Personal information
- Date of birth: 1 March 2000 (age 26)
- Place of birth: Cremona, Italy
- Height: 1.85 m (6 ft 1 in)
- Position: Centre-back

Team information
- Current team: Pescara
- Number: 2

Youth career
- 0000–2015: Cremonese
- 2015–2019: Juventus

Senior career*
- Years: Team / Apps / (Gls)
- 2019–2022: Juventus / 0 / (0)
- 2019–2020: → Pistoiese (loan) / 17 / (0)
- 2020–2021: → Juventus U23 (res.) / 24 / (0)
- 2021–2022: → Mirandés (loan) / 21 / (0)
- 2022–2025: Benevento / 72 / (4)
- 2025–: Pescara / 34 / (1)

= Riccardo Capellini =

Italian footballer (born 2000)

Riccardo Capellini (born 1 March 2000) is an Italian professional footballer who plays as a centre-back for club Pescara.

==Club career==
===Juventus===
He joined Juventus in June 2015. He eventually joined their Under-19 side and participated in Campionato Primavera 1 and also 2017–18 and 2018–19 editions of the UEFA Youth League.

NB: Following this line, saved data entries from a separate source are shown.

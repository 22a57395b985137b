#![allow(dead_code)]

use std::collections::HashMap;
use std::sync::atomic::{AtomicBool, AtomicU16, AtomicUsize, Ordering};
use std::sync::{Arc, Mutex, MutexGuard};
use std::time::{Duration, Instant};

use async_trait::async_trait;
use axum::extract::State;
use axum::http::StatusCode;
use axum::response::Json;
use axum::routing::{get, post};
use axum::Router;
use payment_router::app::config::Config;
use payment_router::handlers;
use payment_router::store::{BackendError, PaymentStore, SharedStore};
use serde_json::Value;
use tokio::net::TcpListener;

#[derive(Default)]
struct Inner {
    lists: HashMap<String, Vec<String>>,
    zsets: HashMap<String, Vec<(i64, String)>>,
    hashes: HashMap<String, HashMap<String, String>>,
    volatile: HashMap<String, (String, Instant)>,
}

// Dublê em memória do SharedStore. Listas com head no índice 0, sorted
// sets com membros únicos; eval calcula nativamente o contrato do script
// de summary (por chave: conta membros na janela de score e soma o
// prefixo de centavos).
#[derive(Default)]
pub struct InMemoryStore {
    inner: Mutex<Inner>,
    fail: AtomicBool,
}

impl InMemoryStore {
    // Faz toda operação seguinte falhar, simulando uma queda do backend
    pub fn set_failing(&self, failing: bool) {
        self.fail.store(failing, Ordering::SeqCst);
    }

    fn guard(&self) -> Result<MutexGuard<'_, Inner>, BackendError> {
        if self.fail.load(Ordering::SeqCst) {
            return Err(BackendError::Unavailable("injected outage".to_string()));
        }
        Ok(self.inner.lock().unwrap())
    }

    pub fn list(&self, key: &str) -> Vec<String> {
        self.inner
            .lock()
            .unwrap()
            .lists
            .get(key)
            .cloned()
            .unwrap_or_default()
    }

    pub fn hash(&self, key: &str) -> HashMap<String, String> {
        self.inner
            .lock()
            .unwrap()
            .hashes
            .get(key)
            .cloned()
            .unwrap_or_default()
    }

    pub fn holds_key(&self, key: &str) -> bool {
        self.inner
            .lock()
            .unwrap()
            .volatile
            .get(key)
            .is_some_and(|(_, expiry)| *expiry > Instant::now())
    }
}

fn parse_score_bound(raw: &str, unbounded: i64) -> i64 {
    match raw {
        "-inf" | "+inf" | "inf" => unbounded,
        _ => raw.parse().unwrap_or(unbounded),
    }
}

#[async_trait]
impl SharedStore for InMemoryStore {
    async fn lpush(&self, key: &str, payload: &str) -> Result<(), BackendError> {
        self.guard()?
            .lists
            .entry(key.to_string())
            .or_default()
            .insert(0, payload.to_string());
        Ok(())
    }

    async fn rpoplpush(&self, src: &str, dst: &str) -> Result<Option<String>, BackendError> {
        let mut inner = self.guard()?;
        let moved = inner.lists.get_mut(src).and_then(|list| list.pop());
        if let Some(payload) = &moved {
            inner
                .lists
                .entry(dst.to_string())
                .or_default()
                .insert(0, payload.clone());
        }
        Ok(moved)
    }

    async fn lrem(&self, key: &str, count: isize, payload: &str) -> Result<(), BackendError> {
        let mut inner = self.guard()?;
        if let Some(list) = inner.lists.get_mut(key) {
            let mut removed = 0isize;
            list.retain(|entry| {
                if (count == 0 || removed < count) && entry == payload {
                    removed += 1;
                    false
                } else {
                    true
                }
            });
        }
        Ok(())
    }

    async fn zadd(&self, key: &str, score: i64, member: &str) -> Result<(), BackendError> {
        let mut inner = self.guard()?;
        let set = inner.zsets.entry(key.to_string()).or_default();
        match set.iter_mut().find(|(_, existing)| existing == member) {
            Some(entry) => entry.0 = score,
            None => set.push((score, member.to_string())),
        }
        Ok(())
    }

    async fn zrange_by_score(
        &self,
        key: &str,
        min: &str,
        max: &str,
    ) -> Result<Vec<String>, BackendError> {
        let inner = self.guard()?;
        let min = parse_score_bound(min, i64::MIN);
        let max = parse_score_bound(max, i64::MAX);
        let mut members: Vec<(i64, String)> = inner
            .zsets
            .get(key)
            .map(|set| {
                set.iter()
                    .filter(|(score, _)| *score >= min && *score <= max)
                    .cloned()
                    .collect()
            })
            .unwrap_or_default();
        members.sort();
        Ok(members.into_iter().map(|(_, member)| member).collect())
    }

    async fn hset(&self, key: &str, field: &str, value: &str) -> Result<(), BackendError> {
        self.guard()?
            .hashes
            .entry(key.to_string())
            .or_default()
            .insert(field.to_string(), value.to_string());
        Ok(())
    }

    async fn hget_all(&self, key: &str) -> Result<HashMap<String, String>, BackendError> {
        Ok(self.guard()?.hashes.get(key).cloned().unwrap_or_default())
    }

    async fn set_nx(&self, key: &str, value: &str, ttl: Duration) -> Result<bool, BackendError> {
        let mut inner = self.guard()?;
        let now = Instant::now();
        match inner.volatile.get(key) {
            Some((_, expiry)) if *expiry > now => Ok(false),
            _ => {
                inner
                    .volatile
                    .insert(key.to_string(), (value.to_string(), now + ttl));
                Ok(true)
            }
        }
    }

    async fn del(&self, keys: &[String]) -> Result<(), BackendError> {
        let mut inner = self.guard()?;
        for key in keys {
            inner.lists.remove(key);
            inner.zsets.remove(key);
            inner.hashes.remove(key);
            inner.volatile.remove(key);
        }
        Ok(())
    }

    async fn eval(
        &self,
        _script: &str,
        keys: &[String],
        args: &[String],
    ) -> Result<Vec<i64>, BackendError> {
        let inner = self.guard()?;
        let min = parse_score_bound(args.first().map(String::as_str).unwrap_or("-inf"), i64::MIN);
        let max = parse_score_bound(args.get(1).map(String::as_str).unwrap_or("+inf"), i64::MAX);
        let mut reply = Vec::new();
        for key in keys {
            let mut count = 0i64;
            let mut sum = 0i64;
            if let Some(set) = inner.zsets.get(key) {
                for (score, member) in set {
                    if *score < min || *score > max {
                        continue;
                    }
                    if let Some(cents) = member
                        .split(':')
                        .next()
                        .and_then(|prefix| prefix.parse::<i64>().ok())
                    {
                        count += 1;
                        sum += cents;
                    }
                }
            }
            reply.push(count);
            reply.push(sum);
        }
        Ok(reply)
    }

    async fn scan_match(&self, pattern: &str) -> Result<Vec<String>, BackendError> {
        let inner = self.guard()?;
        let prefix = pattern.trim_end_matches('*');
        let mut keys: Vec<String> = inner
            .lists
            .keys()
            .chain(inner.zsets.keys())
            .chain(inner.hashes.keys())
            .chain(inner.volatile.keys())
            .filter(|key| key.starts_with(prefix))
            .cloned()
            .collect();
        keys.sort();
        keys.dedup();
        Ok(keys)
    }
}

struct DoubleState {
    failing: AtomicBool,
    payment_status: AtomicU16,
    health_hits: AtomicUsize,
    received: Mutex<Vec<Value>>,
}

// Dublê de Payment Processor com health e resposta de pagamento
// programáveis, escutando numa porta local efêmera
#[derive(Clone)]
pub struct ProcessorDouble {
    pub base_url: String,
    state: Arc<DoubleState>,
}

impl ProcessorDouble {
    pub fn set_failing(&self, failing: bool) {
        self.state.failing.store(failing, Ordering::SeqCst);
    }

    pub fn set_payment_status(&self, status: u16) {
        self.state.payment_status.store(status, Ordering::SeqCst);
    }

    pub fn health_hits(&self) -> usize {
        self.state.health_hits.load(Ordering::SeqCst)
    }

    pub fn received(&self) -> Vec<Value> {
        self.state.received.lock().unwrap().clone()
    }
}

pub async fn spawn_processor() -> ProcessorDouble {
    let state = Arc::new(DoubleState {
        failing: AtomicBool::new(false),
        payment_status: AtomicU16::new(200),
        health_hits: AtomicUsize::new(0),
        received: Mutex::new(Vec::new()),
    });

    let app = Router::new()
        .route("/payments", post(accept_payment))
        .route("/payments/service-health", get(report_health))
        .with_state(state.clone());

    let listener = TcpListener::bind("127.0.0.1:0").await.unwrap();
    let addr = listener.local_addr().unwrap();
    tokio::spawn(async move {
        axum::serve(listener, app).await.unwrap();
    });

    ProcessorDouble {
        base_url: format!("http://{}", addr),
        state,
    }
}

async fn accept_payment(
    State(state): State<Arc<DoubleState>>,
    Json(body): Json<Value>,
) -> StatusCode {
    state.received.lock().unwrap().push(body);
    StatusCode::from_u16(state.payment_status.load(Ordering::SeqCst)).unwrap_or(StatusCode::OK)
}

async fn report_health(State(state): State<Arc<DoubleState>>) -> Json<Value> {
    state.health_hits.fetch_add(1, Ordering::SeqCst);
    Json(serde_json::json!({
        "failing": state.failing.load(Ordering::SeqCst),
        "minResponseTime": 0,
    }))
}

pub fn test_config(default_url: &str, fallback_url: &str) -> Config {
    Config {
        redis_url: "redis://localhost:6379".to_string(),
        workers: 2,
        server_port: 0,
        default_processor_url: default_url.to_string(),
        fallback_processor_url: fallback_url.to_string(),
    }
}

// Sobe o router de verdade numa porta efêmera e devolve a base URL
pub async fn spawn_app(store: PaymentStore) -> String {
    let app = handlers::router(store);
    let listener = TcpListener::bind("127.0.0.1:0").await.unwrap();
    let addr = listener.local_addr().unwrap();
    tokio::spawn(async move {
        axum::serve(listener, app).await.unwrap();
    });
    format!("http://{}", addr)
}

// Faz poll do probe até dar true, por no máximo cinco segundos
pub async fn eventually<F, Fut>(mut probe: F) -> bool
where
    F: FnMut() -> Fut,
    Fut: std::future::Future<Output = bool>,
{
    for _ in 0..100 {
        if probe().await {
            return true;
        }
        tokio::time::sleep(Duration::from_millis(50)).await;
    }
    false
}
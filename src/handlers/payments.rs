use axum::{
    extract::{Query, State},
    http::StatusCode,
    response::Json,
};
use chrono::Utc;
use serde::Deserialize;
use serde_json::Value;
use tracing::{error, warn};

use crate::handlers::payments_summary::parse_bound;
use crate::models::payment::{Payment, PaymentRequest, QueuedPayment};
use crate::store::PaymentStore;
use crate::utils::money;

// Não processa nada aqui: valida, converte para centavos, carimba o
// requested_at e enfileira. Os workers fazem o resto.
pub async fn create_payment(
    State(store): State<PaymentStore>,
    Json(payload): Json<Value>,
) -> Result<(StatusCode, Json<Value>), StatusCode> {
    let request: PaymentRequest = match serde_json::from_value(payload) {
        Ok(request) => request,
        Err(err) => {
            warn!("invalid payment request: {}", err);
            return Err(StatusCode::BAD_REQUEST);
        }
    };

    if request.correlation_id.is_nil() {
        warn!("rejecting payment with nil correlation id");
        return Err(StatusCode::BAD_REQUEST);
    }

    let Some(amount) = money::decimal_to_cents(request.amount) else {
        warn!(
            "rejecting payment {} with invalid amount {}",
            request.correlation_id, request.amount
        );
        return Err(StatusCode::BAD_REQUEST);
    };

    let queued = QueuedPayment {
        correlation_id: request.correlation_id,
        amount,
        requested_at: Some(Utc::now()),
    };
    let payload = match serde_json::to_string(&queued) {
        Ok(payload) => payload,
        Err(err) => {
            error!("failed to encode queue payload: {}", err);
            return Err(StatusCode::INTERNAL_SERVER_ERROR);
        }
    };

    if let Err(err) = store.enqueue(&payload).await {
        error!(
            "failed to enqueue payment {}: {}",
            request.correlation_id, err
        );
        return Err(StatusCode::INTERNAL_SERVER_ERROR);
    }

    Ok((
        StatusCode::ACCEPTED,
        Json(serde_json::json!({
            "status": "success",
            "message": "Payment accepted for processing",
            "correlationId": request.correlation_id,
        })),
    ))
}

#[derive(Deserialize)]
pub struct ListQuery {
    from: Option<String>,
    to: Option<String>,
}

// Leitura de auditoria: registros completos por janela de tempo
pub async fn list_payments(
    State(store): State<PaymentStore>,
    Query(query): Query<ListQuery>,
) -> Result<Json<Vec<Payment>>, (StatusCode, String)> {
    let from = parse_bound(query.from.as_deref())?;
    let to = parse_bound(query.to.as_deref())?;

    let payments = store.payments_by_time(from, to).await.map_err(|err| {
        error!("failed to list payments: {}", err);
        (
            StatusCode::INTERNAL_SERVER_ERROR,
            "failed to retrieve payments".to_string(),
        )
    })?;

    Ok(Json(payments))
}
use std::collections::HashMap;
use std::time::Duration;

use async_trait::async_trait;
use redis::aio::ConnectionManager;
use redis::AsyncCommands;

// Toda falha do backend compartilhado cai nessa categoria única; quem
// chama decide se propaga, dorme ou pula o ciclo. O gateway não faz retry.
#[derive(Debug, thiserror::Error)]
pub enum BackendError {
    #[error("shared store operation failed: {0}")]
    Redis(#[from] redis::RedisError),
    #[error("shared store unavailable: {0}")]
    Unavailable(String),
}

// A fatia do backend compartilhado que o core consome. Tudo que toca
// estado entre réplicas passa por aqui.
#[async_trait]
pub trait SharedStore: Send + Sync {
    async fn lpush(&self, key: &str, payload: &str) -> Result<(), BackendError>;

    // Move atomicamente o tail de src para o head de dst; None = fila vazia
    async fn rpoplpush(&self, src: &str, dst: &str) -> Result<Option<String>, BackendError>;

    async fn lrem(&self, key: &str, count: isize, payload: &str) -> Result<(), BackendError>;

    async fn zadd(&self, key: &str, score: i64, member: &str) -> Result<(), BackendError>;

    // Members with score inside inclusive [min, max]; accepts -inf/+inf
    async fn zrange_by_score(
        &self,
        key: &str,
        min: &str,
        max: &str,
    ) -> Result<Vec<String>, BackendError>;

    async fn hset(&self, key: &str, field: &str, value: &str) -> Result<(), BackendError>;

    async fn hget_all(&self, key: &str) -> Result<HashMap<String, String>, BackendError>;

    // SET NX EX: returns whether this replica acquired the key
    async fn set_nx(&self, key: &str, value: &str, ttl: Duration) -> Result<bool, BackendError>;

    async fn del(&self, keys: &[String]) -> Result<(), BackendError>;

    // Roda um script server-side que responde um array plano de inteiros
    async fn eval(
        &self,
        script: &str,
        keys: &[String],
        args: &[String],
    ) -> Result<Vec<i64>, BackendError>;

    // Coleta chaves por padrão com SCAN em cursor; o purge usa para achar
    // as filas privadas dos workers
    async fn scan_match(&self, pattern: &str) -> Result<Vec<String>, BackendError>;
}

// Implementação de produção sobre Redis. Clonar é barato: o connection
// manager multiplexa e reconecta por conta própria.
#[derive(Clone)]
pub struct RedisStore {
    conn: ConnectionManager,
}

impl RedisStore {
    pub fn new(conn: ConnectionManager) -> Self {
        Self { conn }
    }
}

#[async_trait]
impl SharedStore for RedisStore {
    async fn lpush(&self, key: &str, payload: &str) -> Result<(), BackendError> {
        let mut conn = self.conn.clone();
        let _: () = conn.lpush(key, payload).await?;
        Ok(())
    }

    async fn rpoplpush(&self, src: &str, dst: &str) -> Result<Option<String>, BackendError> {
        let mut conn = self.conn.clone();
        let moved: Option<String> = redis::cmd("RPOPLPUSH")
            .arg(src)
            .arg(dst)
            .query_async(&mut conn)
            .await?;
        Ok(moved)
    }

    async fn lrem(&self, key: &str, count: isize, payload: &str) -> Result<(), BackendError> {
        let mut conn = self.conn.clone();
        let _: () = conn.lrem(key, count, payload).await?;
        Ok(())
    }

    async fn zadd(&self, key: &str, score: i64, member: &str) -> Result<(), BackendError> {
        let mut conn = self.conn.clone();
        let _: () = conn.zadd(key, member, score).await?;
        Ok(())
    }

    async fn zrange_by_score(
        &self,
        key: &str,
        min: &str,
        max: &str,
    ) -> Result<Vec<String>, BackendError> {
        let mut conn = self.conn.clone();
        let members: Vec<String> = conn.zrangebyscore(key, min, max).await?;
        Ok(members)
    }

    async fn hset(&self, key: &str, field: &str, value: &str) -> Result<(), BackendError> {
        let mut conn = self.conn.clone();
        let _: () = conn.hset(key, field, value).await?;
        Ok(())
    }

    async fn hget_all(&self, key: &str) -> Result<HashMap<String, String>, BackendError> {
        let mut conn = self.conn.clone();
        let map: HashMap<String, String> = conn.hgetall(key).await?;
        Ok(map)
    }

    async fn set_nx(&self, key: &str, value: &str, ttl: Duration) -> Result<bool, BackendError> {
        let mut conn = self.conn.clone();
        let acquired: bool = redis::cmd("SET")
            .arg(key)
            .arg(value)
            .arg("NX")
            .arg("EX")
            .arg(ttl.as_secs())
            .query_async(&mut conn)
            .await?;
        Ok(acquired)
    }

    async fn del(&self, keys: &[String]) -> Result<(), BackendError> {
        if keys.is_empty() {
            return Ok(());
        }
        let mut conn = self.conn.clone();
        let _: () = conn.del(keys.to_vec()).await?;
        Ok(())
    }

    async fn eval(
        &self,
        script: &str,
        keys: &[String],
        args: &[String],
    ) -> Result<Vec<i64>, BackendError> {
        let mut conn = self.conn.clone();
        let mut cmd = redis::cmd("EVAL");
        cmd.arg(script).arg(keys.len());
        for key in keys {
            cmd.arg(key);
        }
        for arg in args {
            cmd.arg(arg);
        }
        let reply: Vec<i64> = cmd.query_async(&mut conn).await?;
        Ok(reply)
    }

    async fn scan_match(&self, pattern: &str) -> Result<Vec<String>, BackendError> {
        let mut conn = self.conn.clone();
        let mut cursor: u64 = 0;
        let mut keys = Vec::new();
        loop {
            let (next, batch): (u64, Vec<String>) = redis::cmd("SCAN")
                .arg(cursor)
                .arg("MATCH")
                .arg(pattern)
                .arg("COUNT")
                .arg(100)
                .query_async(&mut conn)
                .await?;
            keys.extend(batch);
            if next == 0 {
                break;
            }
            cursor = next;
        }
        Ok(keys)
    }
}
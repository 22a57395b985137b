use std::env;

#[derive(Debug, Clone)]
pub struct Config {
    pub redis_url: String,
    pub workers: usize,
    pub server_port: u16,
    pub default_processor_url: String,
    pub fallback_processor_url: String,
}

impl Config {
    pub fn from_env() -> Self {
        Self {
            redis_url: normalize_redis_url(
                &env::var("REDIS_URL").unwrap_or_else(|_| "localhost:6379".to_string()),
            ),
            workers: env::var("WORKERS")
                .unwrap_or_else(|_| "20".to_string())
                .parse()
                .unwrap_or(20),
            server_port: env::var("PORT")
                .unwrap_or_else(|_| "8080".to_string())
                .parse()
                .unwrap_or(8080),
            default_processor_url: env::var("DEFAULT_PROCESSOR_URL")
                .unwrap_or_else(|_| "http://payment-processor-default:8080".to_string()),
            fallback_processor_url: env::var("FALLBACK_PROCESSOR_URL")
                .unwrap_or_else(|_| "http://payment-processor-fallback:8080".to_string()),
        }
    }
}

// O client redis espera uma URL completa; o deployment passa host:port
// ou já com o prefixo redis://
pub fn normalize_redis_url(raw: &str) -> String {
    if raw.starts_with("redis://") {
        raw.to_string()
    } else {
        format!("redis://{}", raw)
    }
}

He was also included for the 2018–19 Serie C squad of Juventus U23, but did not see any time on the field for them that season.

====Loan to Pistoiese====
On 22 August 2019, he joined Serie C club Pistoiese on a season-long loan.
He made his professional Serie C debut for Pistoiese on 25 August 2019 in a game against AlbinoLeffe, substituting Paolo Dametto in the 69th minute. He made his first start on 1 September 2019 against Pergolettese.

==== Juventus U23 ====
Capellini's first game for Juventus U23 came on 3 October 2020, in a 2–1 win over Giana Erminio.

==== Loan to Mirandés ====
On 20 July 2021, Capellini was loaned to Spanish side Mirandés in the Segunda División.

=== Benevento ===
On 21 June 2022, Capellini left Juventus to join Benevento.

=== Pescara ===
On 10 September 2025, Capellini signed with Pescara for one season, with an option for two more seasons.